291 0x16a03df840000011 CTX TSO|NOTAG| 63457 1448
292 0x10a02871640 DATA IPV4CSUM|TCP| 14 20 32 66
293 0xc00602871640 DATA IPV4CSUM|TCP| 14 20 32 12289
294 0xc00202871640 DATA IPV4CSUM|TCP| 14 20 32 12288
295 0xc00202871640 DATA IPV4CSUM|TCP| 14 20 32 12288
296 0xc00202871640 DATA IPV4CSUM|TCP| 14 20 32 12288
297 0xc00202871640 DATA IPV4CSUM|TCP| 14 20 32 12288
298 0x1f8202871670 DATA EOP|RS|IPV4CSUM|TCP| 14 20 32 2016
The 215/216 entries represent the oldest packet on the ring/queue so it's reasonable to assume that the problem is caused by it. Sure enough, the data descriptor at 216 is peculiar. It's buffer size (BUFSZ) is 0, which is bogus for two reasons: 1) the LSO CTX descriptor indicates it's a 16K packet, and 2) the X710 manual, in section 8.4.2.1.1, clearly indicates the buffer size must be between 1 and 16K - 1. So how is it zero?
Let's track the code that sets the buffer size. We set the value in i40e_tx_set_data_desc() like so.
txdesc->cmd_type_offset_bsz =
LE_64(((uint64_t)I40E_TX_DESC_DTYPE_DATA |
((uint64_t)tctx->itc_data_offsets << I40E_TXD_QW1_OFFSET_SHIFT) |
((uint64_t)cmd << I40E_TXD_QW1_CMD_SHIFT) |
((uint64_t)dbi->dbi_len << I40E_TXD_QW1_TX_BUF_SZ_SHIFT)));
The dbi_len comes from the i40e_tx_bind_fragment() function.
tcb->tcb_bind_info[i++].dbi_len = dma_cookie.dmac_size;
The dmac_size has an upper bound based on the ddi_dma_attr_t we set an initialization; controlled by the dma_attr_count_max value. We've set ours to 0x3FFF, 16K - 1, which matches perfectly with the X710 manual's specification found in section 8.4.2.1.1 (that a buffer size cannot exceed 16K - 1).

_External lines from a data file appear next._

pub use std::path::Path;
pub use firstfit::*;
pub use firstfit::algo::{internal_fragmentation, external_fragmentation};
pub use rand::{Rng, SeedableRng, rngs::StdRng};
pub use clap::Parser;
use anyhow::Context;

/// Everything that can be wrong with a [Run] that claims to
/// be the product of first-fit. Indices are 0-based.
#[derive(Error, Debug, Clone, PartialEq, Eq)]
pub enum Violation {
    #[error("{processes} processes but {outcomes} allocation outcomes")]
    LengthMismatch { processes: usize, outcomes: usize },
    #[error("process {process} points at block {block}, but there are only {blocks} blocks")]
    NoSuchBlock { process: usize, block: usize, blocks: usize },
    #[error("process {process} ({size}) placed in block {block} which had only {remaining} left")]
    Overcommitted { process: usize, size: ByteSteps, block: usize, remaining: ByteSteps },
    #[error("process {process} placed in block {chosen}, but block {earlier} fit first")]
    NotFirst { process: usize, chosen: usize, earlier: usize },
    #[error("process {process} ({size}) left unallocated although block {block} had room")]
    MissedFit { process: usize, size: ByteSteps, block: usize },
    #[error("block {block}: recorded remaining {recorded}, replay gives {replayed}")]
    RemainingMismatch { block: usize, recorded: ByteSteps, replayed: ByteSteps },
    #[error("{used} units used across blocks, but allocated processes add up to {load}")]
    Conservation { used: Total, load: Total },
    #[error("internal fragmentation recorded as {recorded}, replay gives {replayed}")]
    InternalFrag { recorded: Total, replayed: Total },
    #[error("external fragmentation recorded as {recorded}, replay gives {replayed}")]
    ExternalFrag { recorded: Total, replayed: Total },
    #[error("two runs over the same input disagree")]
    Nondeterministic,
}

/// Replays `run` from its block capacities and checks every
/// recorded decision and figure against the replay.
///
/// The checks, in order:
/// - one outcome per process
/// - each placement names an existing block that had room at
///   the time, and no earlier block had room
/// - each unallocated process fit nowhere
/// - recorded leftovers equal the replayed ones
/// - used space equals the load of allocated processes
/// - both fragmentation totals
pub fn audit(run: &Run) -> Result<(), Violation> {
    if run.allocation.len() != run.processes.len() {
        return Err(Violation::LengthMismatch {
            processes:  run.processes.len(),
            outcomes:   run.allocation.len(),
        });
    }

    let mut replay: Vec<Block> = run.capacities()
        .into_iter()
        .map(Block::new)
        .collect();
    for (process, (size, placement)) in run.outcomes().enumerate() {
        let first = replay.iter().position(|b| b.fits(size));
        match (placement, first) {
            (Placement::Block(block), _) if block >= replay.len()   => {
                return Err(Violation::NoSuchBlock { process, block, blocks: replay.len() });
            },
            (Placement::Block(block), Some(earlier)) if earlier < block  => {
                return Err(Violation::NotFirst { process, chosen: block, earlier });
            },
            (Placement::Block(block), _)    => {
                if !replay[block].carve(size) {
                    return Err(Violation::Overcommitted {
                        process,
                        size,
                        block,
                        remaining:  replay[block].remaining(),
                    });
                }
            },
            (Placement::Unallocated, Some(block))   => {
                return Err(Violation::MissedFit { process, size, block });
            },
            (Placement::Unallocated, None)  => {},
        }
    }

    for (block, (rec, rep)) in run.blocks.iter().zip(&replay).enumerate() {
        if rec.remaining() != rep.remaining() {
            return Err(Violation::RemainingMismatch {
                block,
                recorded:   rec.remaining(),
                replayed:   rep.remaining(),
            });
        }
    }

    let used: Total = run.used_per_block()
        .into_iter()
        .map(|u| u as Total)
        .sum();
    let load = run.allocated_load();
    if used != load {
        return Err(Violation::Conservation { used, load });
    }

    let replayed = internal_fragmentation(&replay, &run.allocation);
    if replayed != run.internal_frag {
        return Err(Violation::InternalFrag { recorded: run.internal_frag, replayed });
    }
    let replayed = external_fragmentation(&replay);
    if replayed != run.external_frag {
        return Err(Violation::ExternalFrag { recorded: run.external_frag, replayed });
    }

    Ok(())
}

/// Runs first-fit twice over the same input, makes sure both runs
/// agree and that they pass the [audit].
pub fn check_instance(blocks: &[ByteSteps], processes: &[ByteSteps]) -> Result<Run, Violation> {
    let run = first_fit(blocks, processes);
    if run != first_fit(blocks, processes) {
        return Err(Violation::Nondeterministic);
    }
    audit(&run)?;

    Ok(run)
}

/// Bounds for [random_instance]. Sizes are drawn from `0..=max_size`.
#[derive(Clone, Copy, Debug, PartialEq, Eq)]
pub struct Limits {
    pub max_blocks:     usize,
    pub max_processes:  usize,
    pub max_size:       ByteSteps,
}

impl Default for Limits {
    fn default() -> Self {
        Self {
            max_blocks:     16,
            max_processes:  32,
            max_size:       1024,
        }
    }
}

/// Draws a random (blocks, processes) pair. Either list may come
/// out empty.
pub fn random_instance<R: Rng>(rng: &mut R, limits: &Limits) -> (Vec<ByteSteps>, Vec<ByteSteps>) {
    let mut draw = |n: usize| -> Vec<ByteSteps> {
        let len = rng.gen_range(0..=n);
        (0..len)
            .map(|_| rng.gen_range(0..=limits.max_size))
            .collect()
    };
    let blocks = draw(limits.max_blocks);
    let processes = draw(limits.max_processes);

    (blocks, processes)
}

/// Reads the runs saved in a JSON file, as left behind by
/// `firstfit run --format json` or `firstfit batch --format json`.
/// A file holding a single run yields one entry named after the file.
pub fn read_runs(path: &Path) -> anyhow::Result<IndexMap<String, Run>> {
    let text = std::fs::read_to_string(path)?;
    // Totals are u128, which serde's buffered (untagged) decoding
    // cannot carry. Try each shape directly instead.
    if let Ok(run) = serde_json::from_str::<Run>(&text) {
        let mut res = IndexMap::new();
        res.insert(path.display().to_string(), run);
        return Ok(res);
    }
    let runs: IndexMap<String, Run> = serde_json::from_str(&text)
        .with_context(|| format!("{} holds neither a run nor a batch of runs", path.display()))?;

    Ok(runs)
}
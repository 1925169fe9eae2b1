use crate::utils::*;

/// What a user currently has on screen.
///
/// The session remembers only the latest successful [Run]. A request
/// that fails to parse leaves it untouched, and [Session::clear] wipes
/// the display without the allocator ever knowing.
#[derive(Debug, Default)]
pub struct Session {
    current: Option<Run>,
}

impl Session {
    pub fn new() -> Self {
        Self::default()
    }

    /// Parses both lists and, if that works out, allocates from
    /// scratch and replaces whatever was displayed.
    pub fn submit(&mut self, blocks: &str, processes: &str) -> Result<&Run, InputError> {
        let (blocks, processes) = parse_request(blocks, processes)?;

        Ok(self.current.insert(first_fit(&blocks, &processes)))
    }

    pub fn current(&self) -> Option<&Run> {
        self.current.as_ref()
    }

    pub fn clear(&mut self) {
        self.current = None;
    }
}
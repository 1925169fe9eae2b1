use crate::utils::*;

/// Presentation knobs. Numbering on screen is always 1-based.
#[derive(Clone, Debug, PartialEq, Eq)]
pub struct Style {
    /// Label appended to every size, e.g. `KB`.
    pub unit: String,
}

impl Style {
    pub fn new(unit: impl Into<String>) -> Self {
        Self { unit: unit.into() }
    }

    /// `v` followed by the unit label, if any.
    pub fn size(&self, v: impl std::fmt::Display) -> String {
        if self.unit.is_empty() { v.to_string() }
        else { format!("{} {}", v, self.unit) }
    }
}

impl Default for Style {
    fn default() -> Self {
        Self::new("KB")
    }
}

/// One row per process: its number, its size, and the block
/// it went to (or `Not Allocated`).
pub fn render_allocation_table(run: &Run) -> String {
    let header = format!("{:<14}{:<15}{}", "Process No.", "Process Size", "Block No.");
    std::iter::once(header)
        .chain(run.outcomes()
            .enumerate()
            .map(|(i, (size, placement))| {
                let target = match placement {
                    Placement::Block(j)     => (j + 1).to_string(),
                    Placement::Unallocated  => String::from("Not Allocated"),
                };
                format!("{:<14}{:<15}{}", i + 1, size, target)
            }))
        .join("\n")
}

/// One row per block: original capacity, what got used, what is left.
pub fn render_block_summary(run: &Run, style: &Style) -> String {
    let header = format!("{:<12}{:<16}{:<16}{}", "Block No.", "Block Size", "Used", "Remaining");
    std::iter::once(header)
        .chain(run.blocks.iter()
            .enumerate()
            .map(|(j, b)| {
                format!(
                    "{:<12}{:<16}{:<16}{}",
                    j + 1,
                    style.size(b.capacity),
                    style.size(b.used()),
                    style.size(b.remaining()),
                )
            }))
        .join("\n")
}

/// The per-category overview: free space and used space of each
/// block, then the fate of each process.
pub fn render_memory_status(run: &Run, style: &Style) -> String {
    let per_block = |f: fn(&Block) -> ByteSteps| {
        if run.blocks.is_empty() { return String::from("-"); }
        run.blocks.iter()
            .enumerate()
            .map(|(j, b)| format!("Block {}: {}", j + 1, style.size(f(b))))
            .join(", ")
    };
    let allocations = run.allocation.iter()
        .enumerate()
        .map(|(i, p)| match p {
            Placement::Block(j)     => format!("Process {} allocated to Block {}", i + 1, j + 1),
            Placement::Unallocated  => format!("Process {} not allocated", i + 1),
        })
        .join("\n");

    let mut res = vec![
        String::from("Memory Status:"),
        format!("{:<14}{}", "Free Space", per_block(Block::remaining)),
        format!("{:<14}{}", "Used Space", per_block(Block::used)),
    ];
    if !allocations.is_empty() {
        res.push(String::from("Allocations"));
        res.push(allocations);
    }

    res.join("\n")
}

pub fn render_totals(run: &Run, style: &Style) -> String {
    format!(
        "Internal Fragmentation:\t{}\nExternal Fragmentation:\t{}",
        style.size(run.internal_frag),
        style.size(run.external_frag),
    )
}

/// Everything above, one section after the other.
pub fn render_text(run: &Run, style: &Style) -> String {
    [
        render_allocation_table(run),
        render_block_summary(run, style),
        render_memory_status(run, style),
        render_totals(run, style),
    ].join("\n\n")
}

pub fn render_json<T: serde::Serialize + ?Sized>(what: &T) -> serde_json::Result<String> {
    serde_json::to_string_pretty(what)
}

pub fn render(run: &Run, format: OutputFormat, style: &Style) -> serde_json::Result<String> {
    match format {
        OutputFormat::Text  => Ok(render_text(run, style)),
        OutputFormat::Json  => render_json(run),
    }
}
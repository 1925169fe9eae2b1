use firstfit::*;
use clap::{Args, Parser, Subcommand};
use anyhow::Context;
use std::io::Write;

/// First-fit placement of processes into fixed memory blocks
#[derive(Parser, Debug)]
#[command(version, about, long_about = None)]
struct Cli {
    #[command(subcommand)]
    cmd:    Cmd,
}

#[derive(Subcommand, Debug)]
enum Cmd {
    /// Allocate a single request
    Run {
        /// Block sizes, comma-separated (e.g. "100,500,200")
        #[arg(short, long, allow_hyphen_values = true)]
        blocks:     String,

        /// Process sizes, comma-separated, in service order
        #[arg(short, long, allow_hyphen_values = true)]
        processes:  String,

        #[command(flatten)]
        out:        OutputArgs,
    },
    /// Allocate every scenario of a `name;blocks;processes` file
    Batch {
        /// Path to scenario file
        #[arg(value_parser = clap::value_parser!(PathBuf))]
        input:      PathBuf,

        #[command(flatten)]
        out:        OutputArgs,
    },
    /// Prompt for requests on stdin until `quit`
    Interactive {
        /// Size unit label
        #[arg(short, long, default_value = "KB")]
        unit:       String,
    },
}

#[derive(Args, Debug)]
struct OutputArgs {
    /// Output format
    #[arg(short, long, value_enum, default_value_t = OutputFormat::Text)]
    format: OutputFormat,

    /// Size unit label
    #[arg(short, long, default_value = "KB")]
    unit:   String,

    /// Report allocation time on stderr
    #[arg(long)]
    timing: bool,
}

fn main() -> anyhow::Result<()> {
    let cli = Cli::parse();
    match cli.cmd {
        Cmd::Run { blocks, processes, out }     => {
            let (blocks, processes) = parse_request(&blocks, &processes)
                .context(INPUT_HINT)?;
            let start = Instant::now();
            let run = first_fit(&blocks, &processes);
            if out.timing {
                eprintln!("Total allocation time: {} μs", start.elapsed().as_micros());
            }
            println!("{}", render(&run, out.format, &Style::new(out.unit))?);
        },
        Cmd::Batch { input, out }   => {
            let scenarios = ScenarioCSVParser::new(input.clone())
                .read_scenarios()
                .with_context(|| format!("Bad scenario file {}", input.display()))?;
            let start = Instant::now();
            let runs = run_batch(&scenarios);
            if out.timing {
                eprintln!(
                    "Total allocation time: {} μs ({} scenarios)",
                    start.elapsed().as_micros(),
                    runs.len()
                );
            }
            match out.format {
                OutputFormat::Text  => {
                    let style = Style::new(out.unit);
                    for (name, run) in &runs {
                        println!("=== {name}\n\n{}\n", render_text(run, &style));
                    }
                },
                OutputFormat::Json  => {
                    println!("{}", render_json(&runs)?);
                },
            }
        },
        Cmd::Interactive { unit }   => {
            interactive(&Style::new(unit))?;
        },
    }

    Ok(())
}

fn interactive(style: &Style) -> anyhow::Result<()> {
    let mut session = Session::new();
    let mut lines = std::io::stdin().lock().lines();
    println!("First-fit allocation. Enter comma-separated sizes; `show`, `clear` or `quit` at the block prompt.");
    loop {
        let Some(blocks) = prompt(&mut lines, "Block sizes> ")? else { break };
        match blocks.trim() {
            "quit" | "exit" => break,
            "clear" => {
                session.clear();
                println!("Results cleared.");
                continue;
            },
            "show"  => {
                match session.current() {
                    Some(run)   => println!("{}", render_text(run, style)),
                    None        => println!("Nothing to show."),
                }
                continue;
            },
            _   => {}
        }
        let Some(processes) = prompt(&mut lines, "Process sizes> ")? else { break };
        match session.submit(&blocks, &processes) {
            Ok(run) => println!("\n{}\n", render_text(run, style)),
            Err(e)  => eprintln!("Input Error: {e}\n{INPUT_HINT}"),
        }
    }

    Ok(())
}

fn prompt<B: BufRead>(lines: &mut std::io::Lines<B>, label: &str) -> anyhow::Result<Option<String>> {
    print!("{label}");
    std::io::stdout().flush()?;

    Ok(lines.next().transpose()?)
}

> 0xfffffe0528027e20::print i40e_trqpair_t itrq_i40e->i40e_txbind_lso_dma_attr
itrq_i40e->i40e_txbind_lso_dma_attr = {
itrq_i40e->i40e_txbind_lso_dma_attr.dma_attr_version = 0
itrq_i40e->i40e_txbind_lso_dma_attr.dma_attr_addr_lo = 0
itrq_i40e->i40e_txbind_lso_dma_attr.dma_attr_addr_hi = 0xffffffffffffffff
itrq_i40e->i40e_txbind_lso_dma_attr.dma_attr_count_max = 0x3fff
itrq_i40e->i40e_txbind_lso_dma_attr.dma_attr_align = 0x1000
itrq_i40e->i40e_txbind_lso_dma_attr.dma_attr_burstsizes = 0xfff
itrq_i40e->i40e_txbind_lso_dma_attr.dma_attr_minxfer = 0x1
itrq_i40e->i40e_txbind_lso_dma_attr.dma_attr_maxxfer = 0xffffffff
itrq_i40e->i40e_txbind_lso_dma_attr.dma_attr_seg = 0xffffffffffffffff
itrq_i40e->i40e_txbind_lso_dma_attr.dma_attr_sgllen = 0x20
itrq_i40e->i40e_txbind_lso_dma_attr.dma_attr_granular = 0x1
itrq_i40e->i40e_txbind_lso_dma_attr.dma_attr_flags = 0x200
}
But if we look more closely at the DMA binding for our zero-length descriptor we find something odd. It's not actually zero, but 0x4000 (or 16K).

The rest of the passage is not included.